= Beginning of Section =

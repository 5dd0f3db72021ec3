//! Random tile spawning.
//!
//! After every effective move one new tile lands on a uniformly chosen empty
//! cell, with its value drawn uniformly from [`SPAWN_VALUES`] (2 or 4, even
//! odds). Generators are injected so tests and the shell pick their own
//! seeding strategy.

use rand::Rng;
use twenty48_types::SPAWN_VALUES;

use crate::board::Board;

impl Board {
    /// Copy of `self` with one standard game tile on a random empty cell.
    ///
    /// The cell is chosen uniformly among empty cells, the value uniformly
    /// from [`SPAWN_VALUES`]. A full board comes back unchanged and draws
    /// nothing from `rng`.
    pub fn with_random_tile<R: Rng + ?Sized>(&self, rng: &mut R) -> Board {
        self.with_random_tile_from(rng, &SPAWN_VALUES)
    }

    /// Copy of `self` with one tile drawn from `values` on a random empty
    /// cell. With a full board or an empty value pool the copy is unchanged
    /// and `rng` is left untouched.
    pub fn with_random_tile_from<R: Rng + ?Sized>(&self, rng: &mut R, values: &[u32]) -> Board {
        let mut next = self.clone();
        let empties: Vec<usize> = next
            .cells
            .iter()
            .enumerate()
            .filter(|(_, &cell)| cell == 0)
            .map(|(slot, _)| slot)
            .collect();
        if empties.is_empty() || values.is_empty() {
            return next;
        }
        let slot = empties[rng.gen_range(0..empties.len())];
        next.cells[slot] = values[rng.gen_range(0..values.len())];
        next
    }
}

#[cfg(test)]
mod tests {
    use rand::SeedableRng;
    use rand_chacha::ChaCha8Rng;

    use super::*;

    #[test]
    fn test_spawn_fills_exactly_one_empty_cell() {
        let mut rng = ChaCha8Rng::seed_from_u64(7);
        let board = Board::empty(4).unwrap();
        let next = board.with_random_tile(&mut rng);

        assert_eq!(next.tile_count(), 1);
        assert_eq!(board.tile_count(), 0, "input board must stay untouched");
    }

    #[test]
    fn test_spawn_values_come_from_the_standard_pool() {
        let mut rng = ChaCha8Rng::seed_from_u64(11);
        let mut seen = Vec::new();
        for _ in 0..64 {
            let next = Board::empty(4).unwrap().with_random_tile(&mut rng);
            seen.push(next.max_tile());
        }

        assert!(seen.iter().all(|value| SPAWN_VALUES.contains(value)));
        // 64 even-odds draws miss a side with probability 2^-63.
        assert!(seen.contains(&2) && seen.contains(&4));
    }

    #[test]
    fn test_spawn_reaches_every_cell() {
        let mut rng = ChaCha8Rng::seed_from_u64(3);
        let board = Board::empty(2).unwrap();
        let mut hit = [false; 4];
        for _ in 0..256 {
            let next = board.with_random_tile(&mut rng);
            let slot = next
                .cells()
                .iter()
                .position(|&cell| cell != 0)
                .unwrap();
            hit[slot] = true;
        }

        assert_eq!(hit, [true; 4]);
    }

    #[test]
    fn test_spawn_only_targets_empty_cells() {
        let mut rng = ChaCha8Rng::seed_from_u64(19);
        let board = Board::from_rows(&[[2, 0], [4, 8]]).unwrap();
        for _ in 0..32 {
            let next = board.with_random_tile(&mut rng);
            assert_eq!(next.get(0, 0), Some(2));
            assert_eq!(next.get(1, 0), Some(4));
            assert_eq!(next.get(1, 1), Some(8));
            assert!(SPAWN_VALUES.contains(&next.get(0, 1).unwrap()));
        }
    }

    #[test]
    fn test_full_board_spawn_is_a_no_op() {
        let mut rng = ChaCha8Rng::seed_from_u64(23);
        let mut pristine = rng.clone();
        let board = Board::from_rows(&[[2, 4], [8, 16]]).unwrap();
        let next = board.with_random_tile(&mut rng);

        assert_eq!(next, board);
        // No draws happened, so both generators continue in lockstep.
        assert_eq!(rng.gen::<u64>(), pristine.gen::<u64>());
    }

    #[test]
    fn test_custom_value_pool() {
        let mut rng = ChaCha8Rng::seed_from_u64(29);
        let board = Board::empty(3).unwrap();
        for _ in 0..16 {
            let next = board.with_random_tile_from(&mut rng, &[8]);
            assert_eq!(next.max_tile(), 8);
            assert_eq!(next.tile_count(), 1);
        }
    }

    #[test]
    fn test_empty_value_pool_is_a_no_op() {
        let mut rng = ChaCha8Rng::seed_from_u64(31);
        let board = Board::empty(3).unwrap();
        let next = board.with_random_tile_from(&mut rng, &[]);

        assert_eq!(next, board);
    }

    #[test]
    fn test_same_seed_same_spawn() {
        let board = Board::empty(4).unwrap();
        let a = board.with_random_tile(&mut ChaCha8Rng::seed_from_u64(1234));
        let b = board.with_random_tile(&mut ChaCha8Rng::seed_from_u64(1234));

        assert_eq!(a, b);
    }
}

= End of Section =

## Directions for this task
With the line containing "use rand::Rng;" as the last one, please set down exactly the lines of the records above from their very first line, and nothing more.

## Exercise response
repository 5dd0f3db72021ec3
//! Random tile spawning.
//!
//! After every effective move one new tile lands on a uniformly chosen empty
//! cell, with its value drawn uniformly from [`SPAWN_VALUES`] (2 or 4, even
//! odds). Generators are injected so tests and the shell pick their own
//! seeding strategy.

use rand::Rng;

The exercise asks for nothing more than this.